We wish you a blessed Ramadan, and Eid, for 1440 Hijri (2019) Groups and Organizations fall apart, and they can self-cannibalize. This post will deal with that subject, using Frithjof Schuon’s Maryamiyya Tariqa as a tragic case study.

Back in June 2017 we briefly chatted with Souliman Sousi. During our conversation the topic of the controversial near implosion of the Traditionalist/Perennialist Maryamiyya sufi tariqa in Bloomington Indiana came up, and N. Wahid Azal’s research on this. Souliman suggested that we reach out to Azal over the Net, and encourage him to actually publish his research in Lebanon or Egypt. Or, at the very least, to put it out as a free pdf on the web if he’s afraid of liability. At least this way more people could examine it with open eyes.

But more importantly Souliman taught us something vital as far as how to spot gatekeepers and front-men for certain groups and their interests. He used the Maryami Schuonites as a perfect case.

Mark Koslow is well known as the man behind the early 1990s partial implosion of Schuon’s tariqa in Bloomington Indiana. The fallout that luridly hit the press included Koslow’s adultery with one of Schuon’s ‘spiritual wives’, false yet purported allegations that Schuon sexually abused underage girls, un-Islamic practices involving ritual nudity, and other strange things. A criminal investigation ensued, and the affair cast a public shadow over the last years of Schuon’s life.

Strangely, two decades later various researchers into that historical incident ran into a wall from the most unexpected of places: Mark Koslow himself.

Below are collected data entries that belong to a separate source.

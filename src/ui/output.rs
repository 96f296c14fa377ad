//! Output verbosity.

/// Output verbosity selected on the command line.
#[derive(Debug, Clone, Copy, PartialEq, Eq, Default)]
pub enum OutputMode {
    /// Also echo each check in plain (non-terminal) output.
    Verbose,
    /// Progress lines, guidance and results.
    #[default]
    Normal,
    /// Guidance, warnings, errors and the final result only.
    Quiet,
}

impl OutputMode {
    /// Whether spinner messages are echoed as plain lines.
    pub fn shows_command_output(&self) -> bool {
        matches!(self, Self::Verbose)
    }

    /// Whether animated spinners are drawn.
    pub fn shows_spinners(&self) -> bool {
        !matches!(self, Self::Quiet)
    }

    /// Whether progress lines and spacing are printed.
    pub fn shows_status(&self) -> bool {
        !matches!(self, Self::Quiet)
    }
}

A few researchers who made inquires with him reported that Koslow warned them, paradoxically and unpleasantly, of getting too close. These researchers expected to run into an obvious gatekeeper; a well known local businessman, confidant of Schuon, and important figure in World Wisdom Books’ community, who has been known to issue legal threats against anyone treading too closely to the subject. But few would suspect Koslow of all people trying to ward people away. For Koslow remains a public and open critic of Schuon, and is the reason these allegations were exposed in the first place.

These researchers came away with the perception that strange as it seems Mark Koslow could actually acting as a gatekeeper for the Maryamiyya’s interests. Or at least the interests of a few individuals managing the Maryamiyya’s legacy in the wake of Schuon’s passing away and the distancing of people like Hossein Nasr from the Bloomington community.
While we discussed this brother Soulaiman made an observation: Any group that closes in on itself ends up cannibalizing itself. He explained further the process of self-cannibalization is memetic, philosophical and political.

Two chief points can be made.

Point one: consider the dysfunctional dynamics that happen when families close their doors to the outside world. Try to imagine it this way: picture a quirky family that closes its doors to the whole world. They eventually end up creating their own enclosed little world. At a certain point they go nuts. For example, picture in your mind the Addams Family from the TV show and films. Lovably quirky, insane, and it’s hinted quite unhealthy inbred. The Addams Family were fun though. The trope pops up in darker ways. In the literary world look at the disturbingly shut-in family found in the dark and deviant fictional universe of V.C. Andrews’ Flowers in the Attic series of novels.

This trope from fiction has a real basis in reality. There are countless instances of real-life families closing their doors to the world, and in effect self-cannibalizing at a certain point. A harmless recent example is the family of eccentric artist Gottfried Helnwein, and their quirky exploits in Gurteen Castle. Or the Russian Lykov family, from the Old Believers sect who spent 42 years completely isolated from human society in an uninhabited stretch of Siberia’s Abakan Range, and whose story was first documented by the journalist Vasily Peskov in his 1994 ‘Lost in the Taiga: One Russian Family’s Fifty-Year Struggle for Survival and Religious Freedom in the Siberian Wilderness.’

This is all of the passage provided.